29. Company, when not Liable. The fact that a railroad company's servant was of a higher grade than another servant of said company, injured through his negligence, does not make the company liable: Shauck v. Northern Central R. R. Co., 25 Md. 462; Cumberland Coal and Iron Co. v. Scally, 27 Md. 589; McLean v. Blue Point Gravel Min. Co., 51 Cal. 255.
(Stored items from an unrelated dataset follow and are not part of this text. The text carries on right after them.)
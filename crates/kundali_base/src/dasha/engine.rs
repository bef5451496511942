//! The shared dasha engine for nakshatra-anchored systems.
//!
//! One proportional-subdivision primitive drives every ruleset: top-level
//! periods start from the Moon's birth balance and cycle the lord order;
//! children of a period cycle from the parent's own lord and scale each
//! share down by the parent's duration. The last child's end is snapped
//! to the parent's end so every level tiles its parent exactly.

use crate::error::KundaliError;
use crate::nakshatra::{nakshatra_index, pada_of};

use super::balance::nakshatra_balance;
use super::rulesets::DashaRuleset;
use super::types::{
    DashaLevel, DashaPeriod, DashaSnapshot, DashaTree, MAX_PERIODS_PER_LEVEL,
};

/// Snap the last child's end to the parent's end, absorbing float drift.
fn snap_last_end(children: &mut [DashaPeriod], parent_end_jd: f64) {
    if let Some(last) = children.last_mut() {
        last.end_jd = parent_end_jd;
    }
}

/// Top-level (maha) periods from birth.
///
/// The first period carries only the birth balance of the starting
/// lord's share; full periods follow, cycling the lord order until at
/// least `num_years` from birth are covered.
pub fn maha_periods(
    birth_jd: f64,
    moon_sidereal_lon: f64,
    ruleset: &DashaRuleset,
    num_years: f64,
) -> Vec<DashaPeriod> {
    let pada = pada_of(moon_sidereal_lon);
    let nak_idx = nakshatra_index(moon_sidereal_lon);
    let start = ruleset.starting_index(nak_idx, pada);
    let (_, balance_days, _) = nakshatra_balance(moon_sidereal_lon, ruleset.period_days(start));

    let horizon = birth_jd + num_years * super::types::DAYS_PER_YEAR;
    let mut periods = Vec::new();
    let mut cursor = birth_jd;
    let mut i = 0usize;

    while cursor < horizon {
        let idx = (start + i) % ruleset.len();
        let duration = if i == 0 {
            balance_days
        } else {
            ruleset.period_days(idx)
        };
        let end = cursor + duration;
        periods.push(DashaPeriod {
            lord: ruleset.lords[idx],
            start_jd: cursor,
            end_jd: end,
            level: DashaLevel::Maha,
            order: (i as u16) + 1,
            parent_idx: 0,
        });
        cursor = end;
        i += 1;
    }

    periods
}

/// Children of one period: the full lord cycle starting from the
/// parent's own lord, each share scaled to the parent's duration.
///
/// Fails for periods already at the deepest level.
pub fn children_of(
    parent: &DashaPeriod,
    ruleset: &DashaRuleset,
    parent_idx: u32,
) -> Result<Vec<DashaPeriod>, KundaliError> {
    let child_level = parent
        .level
        .child_level()
        .ok_or(KundaliError::InvalidInput("prana periods have no children"))?;

    let parent_duration = parent.duration_days();
    let parent_pos = ruleset
        .lords
        .iter()
        .position(|&l| l == parent.lord)
        .ok_or(KundaliError::InvalidInput("parent lord not in ruleset"))?;

    let n = ruleset.len();
    let mut children = Vec::with_capacity(n);
    let mut cursor = parent.start_jd;

    for i in 0..n {
        let idx = (parent_pos + i) % n;
        let duration = (ruleset.years[idx] / ruleset.total_years) * parent_duration;
        let end = cursor + duration;
        children.push(DashaPeriod {
            lord: ruleset.lords[idx],
            start_jd: cursor,
            end_jd: end,
            level: child_level,
            order: (i as u16) + 1,
            parent_idx,
        });
        cursor = end;
    }

    snap_last_end(&mut children, parent.end_jd);
    Ok(children)
}

/// Materialize the full forest down to `depth` levels (1..=5).
pub fn expand_tree(
    birth_jd: f64,
    moon_sidereal_lon: f64,
    ruleset: &DashaRuleset,
    depth: u8,
    num_years: f64,
) -> Result<DashaTree, KundaliError> {
    if !(1..=5).contains(&depth) {
        return Err(KundaliError::InvalidInput("dasha depth must be 1..=5"));
    }

    let mut levels = Vec::with_capacity(depth as usize);
    levels.push(maha_periods(birth_jd, moon_sidereal_lon, ruleset, num_years));

    for _ in 1..depth {
        let parents = levels.last().map(Vec::as_slice).unwrap_or(&[]);
        let next_len = parents.len() * ruleset.len();
        if next_len > MAX_PERIODS_PER_LEVEL {
            return Err(KundaliError::InvalidInput("per-level period cap exceeded"));
        }
        let mut next = Vec::with_capacity(next_len);
        for (idx, parent) in parents.iter().enumerate() {
            next.extend(children_of(parent, ruleset, idx as u32)?);
        }
        levels.push(next);
    }

    Ok(DashaTree {
        system: ruleset.system,
        birth_jd,
        levels,
    })
}

/// The period containing `jd`, if any.
pub fn find_active(periods: &[DashaPeriod], jd: f64) -> Option<&DashaPeriod> {
    periods.iter().find(|p| p.contains(jd))
}

/// The active period chain at `query_jd`, one entry per level down to
/// `depth`, expanding only the active branch.
pub fn snapshot_at(
    birth_jd: f64,
    moon_sidereal_lon: f64,
    ruleset: &DashaRuleset,
    query_jd: f64,
    depth: u8,
    num_years: f64,
) -> Result<DashaSnapshot, KundaliError> {
    if !(1..=5).contains(&depth) {
        return Err(KundaliError::InvalidInput("dasha depth must be 1..=5"));
    }

    let mahas = maha_periods(birth_jd, moon_sidereal_lon, ruleset, num_years);
    let mut active = *find_active(&mahas, query_jd)
        .ok_or(KundaliError::InvalidInput("query date outside dasha coverage"))?;

    let mut chain = Vec::with_capacity(depth as usize);
    chain.push(active);

    for _ in 1..depth {
        let children = children_of(&active, ruleset, 0)?;
        active = *find_active(&children, query_jd)
            .ok_or(KundaliError::InvalidInput("active child period not found"))?;
        chain.push(active);
    }

    Ok(DashaSnapshot {
        system: ruleset.system,
        query_jd,
        periods: chain,
    })
}
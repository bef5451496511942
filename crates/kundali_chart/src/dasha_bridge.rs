//! Chart-level dasha and ashtakavarga entry points.
//!
//! Dispatches a computed chart to the right engine: nakshatra systems
//! run off the Moon's sidereal longitude, Chara assembles its sign
//! inputs from the whole chart.

use kundali_base::dasha::{
    CharaInputs, DEFAULT_NUM_YEARS, DashaSnapshot, DashaSystem, DashaTree, chara_snapshot_at,
    chara_tree, expand_tree, ruleset_for, snapshot_at,
};
use kundali_base::{ALL_PLANETS, AshtakavargaResult, Planet, SAPTA_PLANETS, compute_ashtakavarga};

use crate::error::ChartError;
use crate::types::NatalChart;

fn moon_longitude(chart: &NatalChart) -> Result<f64, ChartError> {
    chart
        .planets
        .get(&Planet::Moon)
        .map(|p| p.longitude)
        .ok_or(ChartError::Internal("moon position missing"))
}

fn chara_inputs(chart: &NatalChart) -> Result<CharaInputs, ChartError> {
    let mut planet_rasis = [0u8; 9];
    for (slot, &planet) in planet_rasis.iter_mut().zip(ALL_PLANETS.iter()) {
        let position = chart
            .planets
            .get(&planet)
            .ok_or(ChartError::Internal("planet position missing"))?;
        *slot = position.rasi - 1;
    }
    Ok(CharaInputs {
        lagna_sidereal_lon: chart.ascendant,
        planet_rasis,
    })
}

/// Materialized dasha forest for a chart, down to `depth` levels.
pub fn dasha_tree(
    chart: &NatalChart,
    system: DashaSystem,
    depth: u8,
) -> Result<DashaTree, ChartError> {
    match ruleset_for(system) {
        Some(rs) => {
            let moon = moon_longitude(chart)?;
            Ok(expand_tree(chart.julian_day, moon, &rs, depth, DEFAULT_NUM_YEARS)?)
        }
        None => {
            let inputs = chara_inputs(chart)?;
            Ok(chara_tree(chart.julian_day, &inputs, depth)?)
        }
    }
}

/// Active dasha chain for a chart at `query_jd`.
pub fn dasha_snapshot(
    chart: &NatalChart,
    system: DashaSystem,
    query_jd: f64,
    depth: u8,
) -> Result<DashaSnapshot, ChartError> {
    match ruleset_for(system) {
        Some(rs) => {
            let moon = moon_longitude(chart)?;
            Ok(snapshot_at(
                chart.julian_day,
                moon,
                &rs,
                query_jd,
                depth,
                DEFAULT_NUM_YEARS,
            )?)
        }
        None => {
            let inputs = chara_inputs(chart)?;
            Ok(chara_snapshot_at(chart.julian_day, &inputs, query_jd, depth)?)
        }
    }
}

/// Ashtakavarga for a chart under the standard rules.
pub fn ashtakavarga_for_chart(chart: &NatalChart) -> Result<AshtakavargaResult, ChartError> {
    let mut planet_rasis = [0u8; 7];
    for (slot, &planet) in planet_rasis.iter_mut().zip(SAPTA_PLANETS.iter()) {
        let position = chart
            .planets
            .get(&planet)
            .ok_or(ChartError::Internal("planet position missing"))?;
        *slot = position.rasi - 1;
    }
    let lagna_rasi = kundali_base::rasi_of(chart.ascendant) - 1;
    Ok(compute_ashtakavarga(&planet_rasis, lagna_rasi))
}
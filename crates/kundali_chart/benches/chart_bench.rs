use criterion::{Criterion, black_box, criterion_group, criterion_main};
use kundali_base::Planet;
use kundali_base::dasha::DashaSystem;
use kundali_chart::{
    Ayanamsa, BirthQuery, BodyState, ChartError, EphemerisProvider, Houses, UtcInstant,
    compute_natal_chart, dasha_snapshot,
};

struct BenchProvider;

impl EphemerisProvider for BenchProvider {
    fn julian_day(&self, instant: &UtcInstant) -> Result<f64, ChartError> {
        Ok(instant.to_jd())
    }

    fn ayanamsa_value(&self, _jd: f64, _ayanamsa: Ayanamsa) -> Result<f64, ChartError> {
        Ok(23.85)
    }

    fn houses_placidus(
        &self,
        _jd: f64,
        _latitude: f64,
        _longitude: f64,
    ) -> Result<Houses, ChartError> {
        let mut cusps = [0.0; 12];
        for (i, slot) in cusps.iter_mut().enumerate() {
            *slot = (102.5 + 30.0 * i as f64) % 360.0;
        }
        Ok(Houses {
            ascendant: 102.5,
            cusps,
        })
    }

    fn body_position(&self, _jd: f64, planet: Planet) -> Result<BodyState, ChartError> {
        Ok(BodyState {
            longitude: (f64::from(planet.index()) * 41.7) % 360.0,
            latitude: 0.4,
            distance: 1.0,
            speed: 1.0,
        })
    }
}

fn query() -> BirthQuery {
    BirthQuery::new(
        UtcInstant::new(1990, 5, 15, 10, 30, 0.0).unwrap(),
        28.61,
        77.23,
        Ayanamsa::Lahiri,
    )
    .unwrap()
}

fn natal_bench(c: &mut Criterion) {
    let q = query();
    c.bench_function("compute_natal_chart", |b| {
        b.iter(|| compute_natal_chart(&BenchProvider, black_box(&q)))
    });
}

fn snapshot_bench(c: &mut Criterion) {
    let chart = compute_natal_chart(&BenchProvider, &query()).unwrap();
    let query_jd = chart.julian_day + 12_000.0;

    c.bench_function("dasha_snapshot_depth5", |b| {
        b.iter(|| {
            dasha_snapshot(
                black_box(&chart),
                DashaSystem::Vimshottari,
                black_box(query_jd),
                5,
            )
        })
    });
}

criterion_group!(benches, natal_bench, snapshot_bench);
criterion_main!(benches);
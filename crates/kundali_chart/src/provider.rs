//! The ephemeris provider seam.
//!
//! All raw astronomy (body positions, house cusps, ayanamsa values,
//! timescale handling) comes from outside through this trait; the chart
//! layer only performs sidereal conversion and derivation on top. Any
//! provider failure aborts the whole chart computation.

use kundali_base::Planet;

use crate::error::ChartError;
use crate::time::UtcInstant;
use crate::types::Ayanamsa;

/// Tropical house output for one instant and location.
#[derive(Debug, Clone, Copy, PartialEq)]
pub struct Houses {
    /// Tropical ascendant longitude in degrees.
    pub ascendant: f64,
    /// Tropical cusp longitudes in degrees, cusps[0] = 1st house.
    pub cusps: [f64; 12],
}

/// Tropical state of one body.
#[derive(Debug, Clone, Copy, PartialEq)]
pub struct BodyState {
    /// Tropical ecliptic longitude in degrees.
    pub longitude: f64,
    /// Ecliptic latitude in degrees.
    pub latitude: f64,
    /// Distance in AU.
    pub distance: f64,
    /// Longitude speed in degrees/day; negative when retrograde.
    pub speed: f64,
}

/// External ephemeris collaborator.
///
/// Implementations must be pure with respect to their inputs: the same
/// arguments always produce the same outputs. Rahu is queried as the
/// lunar node; Ketu is never queried (it is derived from Rahu).
pub trait EphemerisProvider {
    /// Julian day for a UTC instant.
    fn julian_day(&self, instant: &UtcInstant) -> Result<f64, ChartError>;

    /// Ayanamsa value in degrees for a Julian day.
    fn ayanamsa_value(&self, jd: f64, ayanamsa: Ayanamsa) -> Result<f64, ChartError>;

    /// Placidus houses (tropical) for a Julian day and geographic location.
    fn houses_placidus(&self, jd: f64, latitude: f64, longitude: f64)
    -> Result<Houses, ChartError>;

    /// Tropical state of a body at a Julian day.
    fn body_position(&self, jd: f64, planet: Planet) -> Result<BodyState, ChartError>;
}
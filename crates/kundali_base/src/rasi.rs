//! The twelve sidereal signs (rasis).
//!
//! Signs are 1-indexed in public output (1=Aries..12=Pisces); the 0-based
//! form is used internally for modular arithmetic.

use crate::util::normalize_360;

/// The 12 sidereal signs.
#[derive(Debug, Clone, Copy, PartialEq, Eq, Hash)]
pub enum Rasi {
    Aries,
    Taurus,
    Gemini,
    Cancer,
    Leo,
    Virgo,
    Libra,
    Scorpio,
    Sagittarius,
    Capricorn,
    Aquarius,
    Pisces,
}

/// All 12 signs in zodiacal order.
pub const ALL_RASIS: [Rasi; 12] = [
    Rasi::Aries,
    Rasi::Taurus,
    Rasi::Gemini,
    Rasi::Cancer,
    Rasi::Leo,
    Rasi::Virgo,
    Rasi::Libra,
    Rasi::Scorpio,
    Rasi::Sagittarius,
    Rasi::Capricorn,
    Rasi::Aquarius,
    Rasi::Pisces,
];

impl Rasi {
    /// Sign name.
    pub const fn name(self) -> &'static str {
        match self {
            Self::Aries => "Aries",
            Self::Taurus => "Taurus",
            Self::Gemini => "Gemini",
            Self::Cancer => "Cancer",
            Self::Leo => "Leo",
            Self::Virgo => "Virgo",
            Self::Libra => "Libra",
            Self::Scorpio => "Scorpio",
            Self::Sagittarius => "Sagittarius",
            Self::Capricorn => "Capricorn",
            Self::Aquarius => "Aquarius",
            Self::Pisces => "Pisces",
        }
    }

    /// 0-based index into ALL_RASIS.
    pub const fn index(self) -> u8 {
        match self {
            Self::Aries => 0,
            Self::Taurus => 1,
            Self::Gemini => 2,
            Self::Cancer => 3,
            Self::Leo => 4,
            Self::Virgo => 5,
            Self::Libra => 6,
            Self::Scorpio => 7,
            Self::Sagittarius => 8,
            Self::Capricorn => 9,
            Self::Aquarius => 10,
            Self::Pisces => 11,
        }
    }

    /// Sign from a 0-based index. Returns None if index >= 12.
    pub fn from_index(idx: u8) -> Option<Self> {
        ALL_RASIS.get(idx as usize).copied()
    }

    /// Odd signs (Aries, Gemini, ...) in 1-based counting. Index 0 is odd.
    pub const fn is_odd(self) -> bool {
        self.index() % 2 == 0
    }
}

/// Sign occupied by a longitude, 1-indexed (1=Aries..12=Pisces).
pub fn rasi_of(longitude: f64) -> u8 {
    let lon = normalize_360(longitude);
    let idx = (lon / 30.0).floor() as u8;
    idx.min(11) + 1
}

/// Degrees traversed within the occupied sign, [0, 30).
pub fn degree_in_rasi(longitude: f64) -> f64 {
    normalize_360(longitude) % 30.0
}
30. Employer, when Liable.-If injury to the employee results from fault or negligence on the part of the employer, the employer is liable: Ryan v. Fowler, 24 N. Y. 410; Connolly v. Poillon, 41 Barb. 366. But if such injury results from defects in machinery, etc., notice of such defect must be brought home to the employer: Kunz v. Stewart, 1 Daly, 431; Loonam v. Brockway, 28 How. Pr. 472. An allegation that defendant "negligently provided" such machinery held sufficient averment of knowledge: Knaresbor ough v. Belcher S. Min. Co., 3 Sawyer, 446.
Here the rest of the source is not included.